_PROBLEM REQUIREMENTS_
Across the records that follow, count each line holding "models", and write only the total.

(Stored data entries)
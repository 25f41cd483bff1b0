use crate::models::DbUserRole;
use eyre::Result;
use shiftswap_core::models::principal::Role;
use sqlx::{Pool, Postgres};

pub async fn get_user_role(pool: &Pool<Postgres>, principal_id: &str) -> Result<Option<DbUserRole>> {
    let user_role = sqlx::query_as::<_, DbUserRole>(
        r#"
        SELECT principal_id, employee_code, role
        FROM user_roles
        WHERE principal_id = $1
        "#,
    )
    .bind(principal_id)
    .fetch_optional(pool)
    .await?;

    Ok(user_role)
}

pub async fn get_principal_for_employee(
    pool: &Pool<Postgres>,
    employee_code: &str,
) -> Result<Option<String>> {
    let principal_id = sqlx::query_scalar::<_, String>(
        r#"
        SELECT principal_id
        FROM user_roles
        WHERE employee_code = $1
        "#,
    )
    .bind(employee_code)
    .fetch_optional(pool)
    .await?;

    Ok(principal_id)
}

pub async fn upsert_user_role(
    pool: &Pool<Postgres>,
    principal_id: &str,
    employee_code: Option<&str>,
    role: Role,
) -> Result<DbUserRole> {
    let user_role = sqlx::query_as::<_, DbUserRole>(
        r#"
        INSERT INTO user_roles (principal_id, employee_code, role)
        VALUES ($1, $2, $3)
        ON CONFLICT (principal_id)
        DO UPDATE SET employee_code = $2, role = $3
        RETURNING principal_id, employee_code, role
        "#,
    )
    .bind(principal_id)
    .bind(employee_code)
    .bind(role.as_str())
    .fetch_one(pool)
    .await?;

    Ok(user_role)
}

* * *

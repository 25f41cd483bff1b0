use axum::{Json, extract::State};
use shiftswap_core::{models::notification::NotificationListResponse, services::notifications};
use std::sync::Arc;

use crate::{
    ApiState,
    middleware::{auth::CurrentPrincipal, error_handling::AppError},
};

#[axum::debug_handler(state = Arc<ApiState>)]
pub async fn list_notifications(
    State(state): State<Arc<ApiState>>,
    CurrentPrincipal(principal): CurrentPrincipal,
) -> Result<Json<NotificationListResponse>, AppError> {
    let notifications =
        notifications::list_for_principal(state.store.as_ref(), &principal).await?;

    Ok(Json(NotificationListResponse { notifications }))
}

_RESPONSE TO THE EXERCISE_
3